Tenho uma bombacha listrada, Um chiripá e um lenço vermelho, Mas nos meus dias da semana Eu uso tênis o tempo inteiro.
Minhas raízes estão aqui, Na urbanidade dos laços, A minha escola e os amigos, E a família sempre ao meu lado.
Com a Internet e a tecnologia, Com o meu celular e um tablet, Eu vejo vídeos no YouTube, E cevo um mate nas tardes.
E gravo a cuia do mate Para postar no tik tok, Minha vida e as gauchadas Estão todas na internet.
Eu vejo de minha janela A cidade em que eu nasci, Mas não esqueço do campo, Que é vivo dentro de mim.
O mundo em que eu cresço hoje Não é mais o mundo de “outrós", onde cresceram e se criaram os meus pais e os meus avós.
Eu já não ando de à cavalo, Para chegar na minha escola, Nem atravesso um rio a nado, Tem uma "Van" que me transporta.
A minha semana é movimentada, Tem aulas, o inglês e a natação, E é um corre-corre danado, Muitas atividades e agitação.
Eu brinco e jogo videogame, E também não fico parado, No futebol eu sou o artilheiro,
E por todos sou abraçado.
E nos finais de semana, Eu preparo os meus avios, E vou pra fora, no campo, Na fazenda dos meus tios.
Lá o dia é sempre cheio, Emoções para todo o lado, Tem as vacas e as galinhas, E as recorridas do gado.
E quando, de tarde, anoitece, Chega a hora dos causos… Com os contos de assombração Eu fico sempre arrepiado.
Tem um tal de lobisomem Pros lados do Inhacundá, E uma cobra de fogo Que se chama Boitatá.
O pequeno Sanguanel Que é vermelho e levado, Rouba crianças e as esconde, Deixa a todos preocupados.
E um saci que pede fumo, E acha as coisas perdidas, Lá no campo é sempre assim, Mistérios para toda a vida.
Durante o ano eu estudo, Aprendo bem as lições, Matemática e português, história e as religiões.
E quando chegam às férias, Eu fico sempre empolgado, Todo o ano tem pescaria, Meu pai e eu, lado a lado.
E meus pais são bem gaúchos, Cultivam a tradição, E eu frequento um CTG, Declamo versos com emoção.
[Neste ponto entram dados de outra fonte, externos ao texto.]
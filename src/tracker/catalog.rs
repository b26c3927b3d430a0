/// The ordered set of habit definitions

use crate::domain::{default_habits, Category, Habit, HabitId, HabitPatch, NewHabit};

/// Ordered habit catalog
///
/// Order is display and iteration order. It only changes through `add`
/// (append), `delete` and `reorder`.
#[derive(Debug, Clone, PartialEq)]
pub struct HabitCatalog {
    habits: Vec<Habit>,
}

impl HabitCatalog {
    pub fn new(habits: Vec<Habit>) -> Self {
        Self { habits }
    }

    /// Create a habit with a fresh id and append it to the end
    pub fn add(&mut self, data: NewHabit) -> &Habit {
        let habit = Habit::new(data);
        tracing::debug!("Added habit: {} ({})", habit.name, habit.id);
        let index = self.habits.len();
        self.habits.push(habit);
        &self.habits[index]
    }

    /// Merge a patch into an existing habit
    ///
    /// Unknown ids are ignored. Returns whether a habit was updated.
    pub fn update(&mut self, id: &HabitId, patch: HabitPatch) -> bool {
        match self.habits.iter_mut().find(|h| &h.id == id) {
            Some(habit) => {
                habit.apply(patch);
                tracing::debug!("Updated habit: {} ({})", habit.name, habit.id);
                true
            }
            None => false,
        }
    }

    /// Remove a habit; its historical logs are left untouched
    pub fn delete(&mut self, id: &HabitId) -> bool {
        let before = self.habits.len();
        self.habits.retain(|h| &h.id != id);
        let removed = self.habits.len() != before;
        if removed {
            tracing::debug!("Deleted habit: {}", id);
        }
        removed
    }

    /// Replace the catalog with a caller-supplied ordering
    ///
    /// The list is trusted as-is; it is not checked to be a permutation of
    /// the current habits.
    pub fn reorder(&mut self, habits: Vec<Habit>) {
        self.habits = habits;
    }

    pub fn get(&self, id: &HabitId) -> Option<&Habit> {
        self.habits.iter().find(|h| &h.id == id)
    }

    pub fn contains(&self, id: &HabitId) -> bool {
        self.get(id).is_some()
    }

    pub fn habits(&self) -> &[Habit] {
        &self.habits
    }

    pub fn iter(&self) -> impl Iterator<Item = &Habit> {
        self.habits.iter()
    }

    pub fn by_category(&self, category: Category) -> impl Iterator<Item = &Habit> {
        self.habits.iter().filter(move |h| h.category == category)
    }

    pub fn len(&self) -> usize {
        self.habits.len()
    }

    pub fn is_empty(&self) -> bool {
        self.habits.is_empty()
    }
}

impl Default for HabitCatalog {
    fn default() -> Self {
        Self::new(default_habits())
    }
}
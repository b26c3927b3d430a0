/// Domain module containing core business logic and data types
///
/// This module defines the core entities (Habit, HabitLog, DayLog,
/// WeightLog, StreakSummary), the civil calendar every date comes from,
/// and the rules that keep them consistent.

pub mod calendar;
pub mod habit;
pub mod log;
pub mod quotes;
pub mod streak;
pub mod types;
pub mod weight;

// Re-export public types for easy access
pub use calendar::*;
pub use habit::*;
pub use log::*;
pub use quotes::*;
pub use streak::*;
pub use types::*;
pub use weight::*;

use thiserror::Error;

/// Errors raised while interpreting outside input as domain values
#[derive(Error, Debug, Clone, PartialEq)]
pub enum DomainError {
    #[error("Invalid date: {0}")]
    InvalidDate(String),

    #[error("Invalid id: {0}")]
    InvalidId(String),

    #[error("{0}")]
    InvalidArgument(String),
}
Danço chula, faço poemas, Aprendo gaita de botão, E ainda faço uns floreios Nos braços de um violão.
E firmo a mão na vaca parada, Quando atiro o meu doze braças, E se solto o meu laço no espaço, O pealo é sempre de cucharra!
E quando acerto só nas guampas, Saio pacholeando às gargalhadas…
E fico ouvindo o povo a gritar, “É boa, é boa, é boa a armada!”
Meu pai quer que eu lace nos rodeios, Minha mãe quer eu dance na invernada, Que eu levante a poeira do chão, E aprenda os sapateios e as entradas.
E é por isso que, nos palcos, Eu danço com galhardia; Faço floreios para a prenda E não erro a coreografia.
E quando eu saio da dança Com o meu grupo de invernada, Garboso, no Instagram e Facebook, Minhas fotos são publicadas.
E assim, no meu dia a dia, Eu vou deixando de ser piá, Crescendo e me transformando, Mas com histórias pra contar.
Aprendendo a ser honesto, E cultivando a tradição, Ouvindo sempre aos mais velhos, Que são esteios deste chão.
Um guri com alma de querência, Num mundo em transformação, Vivendo o velho e o novo Em harmoniosa junção.
Um piá com raízes de campo, Mas urbano por circunstância, Dentro de mim cabem os dois, Cada um com a sua essência.